_Exercise prompt_
How do the lines below between the ones holding "come from every" and "let (first_path, rest)", inclusive, read? Give them again exactly, with no other lines.
*** Stored data Section Begins ***
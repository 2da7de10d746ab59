use std::path::PathBuf;
use log::info;
use serde::{Deserialize, Serialize};
use crate::error::{Error, Result};
use crate::index_space::Axis;
use crate::names::FileNames;
use crate::record::field::FieldRecord;
use crate::record::geometry::GeometryRecord;
use crate::record::scalar::{ScalarRecord, ScalarSpec};
use crate::record::statics::{StaticRecord, StaticSpec};
use crate::record::{Attribute, Format, Record};
use crate::select::{Position, Selector};
use crate::series::{Keyed, SortedSeries};
use crate::snapshot::{Snapshot, SnapshotSource};




#[derive(Clone, Debug, PartialEq, Serialize, Deserialize)]
#[serde(default)]


/**
 * What to read from each snapshot of a run.
 */
pub struct DatasetOptions {
    pub code: String,
    pub form: String,
    pub scalars: Vec<ScalarSpec>,
    pub dynamics: Vec<StaticSpec>,
    pub statics: Vec<StaticSpec>,
    /// Companion grid snapshot, required for stretched (`+rg`) grids.
    pub grid_file: Option<PathBuf>,
}

impl Default for DatasetOptions {
    fn default() -> Self {
        Self {
            code: String::from("flash"),
            form: String::from("plt"),
            scalars: ScalarSpec::flash_defaults(),
            dynamics: StaticSpec::dynamics_defaults(),
            statics: StaticSpec::statics_defaults(),
            grid_file: None,
        }
    }
}




#[derive(Clone, Debug, PartialEq)]


/**
 * Where a per-snapshot value lives in a dataset: a named field or scalar,
 * or one labeled entry of a metadata table. Field names take the same
 * underscore prefix as record attributes to include guard cells.
 */
pub enum DataPath {
    Fields(String),
    Scalars(String),
    Dynamics { table: String, name: String },
}

impl DataPath {
    pub fn field(name: &str) -> Self {
        Self::Fields(name.to_string())
    }

    pub fn scalar(name: &str) -> Self {
        Self::Scalars(name.to_string())
    }

    pub fn dynamic(table: &str, name: &str) -> Self {
        Self::Dynamics { table: table.to_string(), name: name.to_string() }
    }
}




#[derive(Clone, Copy, Debug, PartialEq)]


/**
 * One value read through a `DataPath`, keyed by the time of the snapshot
 * it came from.
 */
pub struct Sample<'a> {
    pub time: f64,
    pub value: Attribute<'a>,
}

impl<'a> Keyed for Sample<'a> {
    fn key(&self) -> f64 {
        self.time
    }
}




/**
 * The snapshots of one simulation run, read into time-ordered series. The
 * geometry and the run-wide static parameters come from the first file;
 * fields, scalars, and the per-snapshot metadata tables come from every
 * file.
 */
pub struct SimulationDataset {
    format: Format,
    files: Vec<PathBuf>,
    geometry: GeometryRecord,
    statics: StaticRecord,
    fields: SortedSeries<FieldRecord>,
    scalars: SortedSeries<ScalarRecord>,
    dynamics: SortedSeries<StaticRecord>,
    options: DatasetOptions,
}




// ============================================================================
impl SimulationDataset {


    /**
     * Read every file, in any order. Fails if any snapshot cannot be read,
     * or if two snapshots report the same time.
     */
    pub fn open<S: SnapshotSource + ?Sized>(source: &S, files: &[PathBuf], options: DatasetOptions) -> Result<Self> {
        let format = Format::parse(&options.code, &options.form)?;
        let (first_path, rest) = files.split_first().ok_or(Error::NoFiles)?;

        info!("opening {} {} snapshots", files.len(), format.form.name());
        info!("processing metadata from {}", first_path.display());

        let first = source.open(first_path)?;
        let grid = match &options.grid_file {
            Some(path) => Some(source.open(path)?),
            None => None,
        };
        let geometry = GeometryRecord::from_snapshot(&first, grid.as_ref())?;
        let statics = StaticRecord::from_snapshot(&first, &options.statics)?;

        info!("{} grid of {} blocks in {}D", geometry.grid(), geometry.blocks(), geometry.dim());

        let mut dataset = Self {
            format,
            files: files.to_vec(),
            geometry,
            statics,
            fields: SortedSeries::new(),
            scalars: SortedSeries::new(),
            dynamics: SortedSeries::new(),
            options,
        };
        info!("processing file {}", first_path.display());
        dataset.append_snapshot(&first)?;

        for path in rest {
            info!("processing file {}", path.display());
            let snapshot = source.open(path)?;
            dataset.append_snapshot(&snapshot)?;
        }
        Ok(dataset)
    }


    /**
     * Read the files named by a numeric range.
     */
    pub fn from_names<S, I>(source: &S, names: &FileNames, numbers: I, options: DatasetOptions) -> Result<Self>
    where
        S: SnapshotSource + ?Sized,
        I: IntoIterator<Item = usize>,
    {
        Self::open(source, &names.paths(numbers), options)
    }

    fn append_snapshot(&mut self, snapshot: &Snapshot) -> Result<()> {
        let fields = FieldRecord::from_snapshot(snapshot, self.format.form, &self.geometry)?;
        let scalars = ScalarRecord::from_snapshot(snapshot, &self.options.scalars)?;
        let dynamics = StaticRecord::from_snapshot(snapshot, &self.options.dynamics)?;

        self.fields.append(fields)?;
        self.scalars.append(scalars)?;
        self.dynamics.append(dynamics)
    }

    pub fn format(&self) -> Format {
        self.format
    }

    pub fn files(&self) -> &[PathBuf] {
        &self.files
    }

    pub fn geometry(&self) -> &GeometryRecord {
        &self.geometry
    }

    pub fn statics(&self) -> &StaticRecord {
        &self.statics
    }

    pub fn fields(&self) -> &SortedSeries<FieldRecord> {
        &self.fields
    }

    pub fn scalars(&self) -> &SortedSeries<ScalarRecord> {
        &self.scalars
    }

    pub fn dynamics(&self) -> &SortedSeries<StaticRecord> {
        &self.dynamics
    }

    pub fn len(&self) -> usize {
        self.fields.len()
    }

    pub fn is_empty(&self) -> bool {
        self.fields.is_empty()
    }


    /**
     * Return the snapshot positions selected by times or positions. A
     * single time selects the first snapshot at or after it, and a single
     * position past the end selects nothing. Listed times and positions
     * resolve one by one, keeping their order and repeats.
     */
    pub fn indices<S: Into<Selector>>(&self, selector: S) -> Result<Vec<usize>> {
        match selector.into() {
            Selector::Key(time) => Ok(self.first_at_or_after(time).into_iter().collect()),
            Selector::Index(i) if i >= 0 && i as usize >= self.len() => Ok(Vec::new()),
            Selector::Many(at) => at.into_iter().map(|p| self.index_of(p)).collect(),
            other => self.fields.positions(other),
        }
    }

    fn first_at_or_after(&self, time: f64) -> Option<usize> {
        self.fields.keys().position(|k| k >= time)
    }


    /**
     * Resolve one entry of a list selector. Unlike a lone selector, a
     * listed time with no snapshot at or after it, or a listed position
     * past the end, is an error.
     */
    fn index_of(&self, at: Position) -> Result<usize> {
        match at {
            Position::Key(time) => self.first_at_or_after(time).ok_or(Error::NoKeyAtOrAfter(time)),
            index => self.fields.rank_of(index),
        }
    }

    pub fn times<S: Into<Selector>>(&self, selector: S) -> Result<Vec<f64>> {
        let keys: Vec<f64> = self.fields.keys().collect();
        Ok(self.indices(selector)?.into_iter().map(|i| keys[i]).collect())
    }



    /**
     * Read the value at one path from each snapshot selected by times or
     * positions, as a series keyed by time. Snapshots selected more than
     * once are read once.
     */
    pub fn data_from_path<S: Into<Selector>>(&self, path: &DataPath, selector: S) -> Result<SortedSeries<Sample<'_>>> {
        let mut ranks = self.indices(selector)?;
        ranks.sort_unstable();
        ranks.dedup();

        let samples = ranks
            .into_iter()
            .map(|rank| match path {
                DataPath::Fields(name) => sample(&self.fields, rank, name),
                DataPath::Scalars(name) => sample(&self.scalars, rank, name),
                DataPath::Dynamics { table, name } => {
                    let record = self.dynamics.get_by_index(rank as isize)?;
                    let value = record
                        .attribute(table)
                        .and_then(|a| a.as_table())
                        .and_then(|t| t.get(name))
                        .ok_or_else(|| Error::UnknownAttribute(format!("{}/{}", table, name)))?;
                    Ok(Sample { time: record.key(), value: Attribute::from(value) })
                }
            })
            .collect::<Result<Vec<_>>>()?;
        Ok(SortedSeries::from_sorted(samples))
    }

    pub fn blocks_from_plane(&self, axis: Axis, value: f64) -> Vec<usize> {
        self.geometry.blocks_from_plane(axis, value)
    }

    pub fn blocks_from_line(&self, planes: [(Axis, f64); 2]) -> Vec<usize> {
        self.geometry.blocks_from_line(planes)
    }
}


fn sample<'a, R: Record>(series: &'a SortedSeries<R>, rank: usize, name: &str) -> Result<Sample<'a>> {
    let record = series.get_by_index(rank as isize)?;
    let value = record.attribute(name).ok_or_else(|| Error::UnknownAttribute(name.to_string()))?;
    Ok(Sample { time: record.key(), value })
}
*** Stored data Section Ends ***
_Task answer_
 * fields, scalars, and the per-snapshot metadata tables come from every
 * file.
 */
pub struct SimulationDataset {
    format: Format,
    files: Vec<PathBuf>,
    geometry: GeometryRecord,
    statics: StaticRecord,
    fields: SortedSeries<FieldRecord>,
    scalars: SortedSeries<ScalarRecord>,
    dynamics: SortedSeries<StaticRecord>,
    options: DatasetOptions,
}




// ============================================================================
impl SimulationDataset {


    /**
     * Read every file, in any order. Fails if any snapshot cannot be read,
     * or if two snapshots report the same time.
     */
    pub fn open<S: SnapshotSource + ?Sized>(source: &S, files: &[PathBuf], options: DatasetOptions) -> Result<Self> {
        let format = Format::parse(&options.code, &options.form)?;
        let (first_path, rest) = files.split_first().ok_or(Error::NoFiles)?;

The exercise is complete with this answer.